Celebra-se esta Festa na Capela de S. Paio, no Lugar de Carreço. Em tempos não muito recuados, fazia-se a festa em honra de S. Paio no segundo Domingo de Janeiro. Embora o dia litúrgico de São Paio seja o 26 de Junho, actualmente a Festa é realizada no último fim-de-semana de Maio ou no primeiro fim-de-semana de Junho: a causa desta variação é o facto de se colocar a festa de modo a não coincidir com as Festas em honra de Nossa Senhora da Cabeça, em Freixieiro de Soutelo, festas muito concorridas por paroquianos de Carreço.
A parte religiosa da festa consta de novena e procissão de velas no Sábado, e Missa cantada, sermão e Procissão da Igreja paroquial para a Capela já no Domingo.
A Comissão consta de Tesoureiro, Juiz, Juiza, Zeladora da Capela e diversos mordomos. A Festa termina com a romagem à volta da Capela, como forma de agradecer as graças concedidas por intercessão de S. Paio, nomeadamente a realização da Festa.
Esta Festa teve alguns anos sem ser realizada, mas actualmente já se festeja de novo com grande devoção ao Santo.
Veja algumas fotografias desta Festa:

 

SÃO PELÁGIO ou São Paio, Menino, mártir. 26 de Junho
Lat.: Pelagius. Fr. Arc.: Pelay. Fr.: Pélage de Cordoue. Port. : Pelágio, Paio, Sampaio.
Também conhecido como Pelayo de Córdova. Com 10 anos de idade, foi tomado por refém do rei mouro que libertou o seu tio, bispo de Tui, e outros soldados cristãos, vencidos, no Vale de Junquera, em troca de outros sarracenos e pagamento em dinheiro. Foi torturado, esquartejado e, finalmente degolado, em 825 (com 13 anos).
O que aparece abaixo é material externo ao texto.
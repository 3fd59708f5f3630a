use crate::error::{OpError, ReferenceError};
use crate::model::{OrderContext, Position, TaskId};
use crate::store::Store;

/// Index at which an item lands in `list` (which must not contain it).
pub fn insertion_index(list: &[TaskId], position: &Position) -> usize {
    match position {
        Position::Start => 0,
        Position::End => list.len(),
        Position::After(after_id) => list
            .iter()
            .position(|id| id == after_id)
            .map(|idx| idx + 1)
            .unwrap_or(list.len()),
    }
}

/// Remove `id` from `list` if present, returning its former index.
pub fn remove_from(list: &mut Vec<TaskId>, id: &TaskId) -> Option<usize> {
    let idx = list.iter().position(|t| t == id)?;
    list.remove(idx);
    Some(idx)
}

/// Place `id` in `list` at the position. Any existing occurrence is removed
/// first, so the list never holds duplicates. Returns the new index.
pub fn insert_at(list: &mut Vec<TaskId>, id: TaskId, position: &Position) -> usize {
    remove_from(list, &id);
    let idx = insertion_index(list, position);
    list.insert(idx, id);
    idx
}

/// Reposition an item within its own context during a drag. Local only.
///
/// Calling this repeatedly with the same arguments leaves the list unchanged
/// after the first call. Returns whether the list changed.
pub fn move_temporary(
    store: &mut Store,
    item: &TaskId,
    ctx: &OrderContext,
    position: &Position,
) -> Result<bool, OpError> {
    let list = store
        .context_list_mut(ctx)
        .ok_or_else(|| ReferenceError::Context(ctx.clone()))?;
    if !list.contains(item) {
        return Err(ReferenceError::NotInContext {
            item: item.clone(),
            context: ctx.clone(),
        }
        .into());
    }
    // An item placed after itself stays where it is
    if *position == Position::After(item.clone()) {
        return Ok(false);
    }
    let before = list.clone();
    insert_at(list, item.clone(), position);
    Ok(*list != before)
}

/// The directive that reproduces `item`'s slot in `list` using only
/// confirmed ids as anchors: after the nearest preceding confirmed id, or at
/// the start when there is none.
pub fn confirmed_position(list: &[TaskId], item: &TaskId) -> Position {
    let Some(idx) = list.iter().position(|id| id == item) else {
        return Position::End;
    };
    list[..idx]
        .iter()
        .rev()
        .find(|id| !id.is_temp())
        .map(|anchor| Position::After(anchor.clone()))
        .unwrap_or(Position::Start)
}

/// Reorder `list` so ids also present in `prior` follow their prior relative
/// order. Ids missing from `prior` keep their slots at the end, in current order.
pub fn restore_relative_order(list: &mut Vec<TaskId>, prior: &[TaskId]) {
    let mut restored: Vec<TaskId> = prior.iter().filter(|id| list.contains(id)).cloned().collect();
    for id in list.iter() {
        if !restored.contains(id) {
            restored.push(id.clone());
        }
    }
    *list = restored;
}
Por vezes, se confunde com Pelágio de Constança (Pelagius constantinus), Pelagius von Konstanz, mártir da Ístria, decapitado em 283, cujas relíquias foram trasladadas para Constança, parte das quais se guardam no mosteiro de Reichenau, junto do lago Bodensee. É o patrono da diocese e catedral de Constança, associado a S. Conrado. Este representa‐se com a espada e a palma. Século XV: Tímpano do portal norte da Catedral de Constança (Alemanha).
Trata‐se de um menino galego que foi martirizado em Córdova, sendo rei Abderramão III, por guardar a Fé em Jesus Cristo e a sua castidade. Isto escreveu um clérigo de Córdova, chamado Raguel, ao que parece, testemunha ocular.
Tendo o rei Abderramão declarado guerra feroz aos cristãos, no ano de novecentos e vinte e um, no vale de Junquera e tendo vencido, muitos cristãos foram mortos e muitos outros cativos. Entre eles, o bispo de Tui, chamado Hermógio (ou Hermígio), foi levado para Córdova e lançado no cárcere, com duras prisões. O bispo prometeu dar, em resgate, alguns mouros que estavam em seu poder e, enquanto os enviava ao rei, deixava alguns reféns. Entre eles um menino, seu sobrinho, de dez anos que se chamava Pelágio. O rei concordou e o bispo saiu do cárcere e, no seu lugar, ficou o menino.
O menino era muito formoso, quanto modesto. O Senhor que já o tinha escolhido para ser mártir, favoreceu‐o de tal modo no cárcere que essa tribulação foi para ele um exercício na virtude e nela se afinou, como o ouro no crisol. Era muito honesto, assisado, sossegado e prudente. Dedicado à oração, lia os livros santos, exercitava a virtude, afastava‐se das palavras e conversas vãs, do riso vulgar e da zombaria, da dissolução, enfim, mais que um menino, parecia homem maduro, no sensatez e maturidade. Assim esteve o menino na prisão, durante três anos e meio, preparando‐se para que Deus lhe concedesse a graça que lhe havia de fazer, dando‐lhe a coroa e a palma de mártir.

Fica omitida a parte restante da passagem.